* [PROMPT] When you find the line with "render_pass.handle(), &[map.view()], extent)?;" among the records below, reproduce it and each line after it exactly, ending with the line with "Depth-only render pass".

* [RECORDED DATA]
********************

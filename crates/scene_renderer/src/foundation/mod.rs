//! Foundation utilities shared across the renderer

pub mod logging;
//! Light-space depth pass resources

use ash::vk;

use crate::core::config::ShadowConfig;
use crate::render::backends::vulkan::memory::SharedMemory;
use crate::render::backends::vulkan::rendering::render_pass::RenderPass;
use crate::render::backends::vulkan::resources::texture::Texture;
use crate::render::backends::vulkan::state::framebuffer::Framebuffer;
use crate::render::backends::vulkan::{VulkanContext, VulkanResult};

/// Square depth map rendered from the light, sampled by the colour pass
///
/// Independent of the present target, so it survives swapchain rebuilds.
pub struct ShadowPass {
    framebuffer: Framebuffer,
    render_pass: RenderPass,
    map: Texture,
}

impl ShadowPass {
    /// Create the depth map, its render pass and framebuffer
    pub fn new(context: &VulkanContext, memory: &SharedMemory, config: &ShadowConfig) -> VulkanResult<Self> {
        let extent = vk::Extent2D {
            width: config.map_size,
            height: config.map_size,
        };
        let map = Texture::depth(context, memory, extent, true)?;
        let render_pass = RenderPass::new_shadow_pass(context.raw_device(), map.format())?;
        let framebuffer = Framebuffer::new(context.raw_device(), render_pass.handle(), &[map.view()], extent)?;

        log::info!("Shadow map: {}x{} {:?}", extent.width, extent.height, map.format());
        Ok(Self {
            framebuffer,
            render_pass,
            map,
        })
    }

    /// Depth-only render pass
    pub fn render_pass(&self) -> &RenderPass {
        &self.render_pass
    }

    /// Framebuffer over the depth map
    pub fn framebuffer(&self) -> vk::Framebuffer {
        self.framebuffer.handle()
    }

    /// Depth map size
    pub fn extent(&self) -> vk::Extent2D {
        self.map.extent()
    }

    /// View sampled by the colour pass
    pub fn view(&self) -> vk::ImageView {
        self.map.view()
    }

    /// Layout the depth map is in when sampled
    pub fn sampled_layout(&self) -> vk::ImageLayout {
        vk::ImageLayout::DEPTH_STENCIL_READ_ONLY_OPTIMAL
    }
}
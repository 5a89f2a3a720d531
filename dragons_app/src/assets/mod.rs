//! Asset loading: Wavefront OBJ meshes and PNG textures

pub mod image_loader;
pub mod obj_loader;

use thiserror::Error;

/// Asset loading errors
#[derive(Error, Debug)]
pub enum AssetError {
    /// File could not be read
    #[error("IO error: {0}")]
    Io(#[from] std::io::Error),

    /// OBJ line could not be parsed
    #[error("Parse error on line {line}: {reason}")]
    Parse {
        /// 1-based line number
        line: usize,
        /// What was wrong
        reason: String,
    },

    /// File parsed but holds nothing drawable
    #[error("Invalid format: {0}")]
    InvalidFormat(String),

    /// Image decoding failed
    #[error("Failed to load image: {0}")]
    LoadFailed(String),
}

********************

* [TASK RESPONSE]
        let framebuffer = Framebuffer::new(context.raw_device(), render_pass.handle(), &[map.view()], extent)?;

        log::info!("Shadow map: {}x{} {:?}", extent.width, extent.height, map.format());
        Ok(Self {
            framebuffer,
            render_pass,
            map,
        })
    }

    /// Depth-only render pass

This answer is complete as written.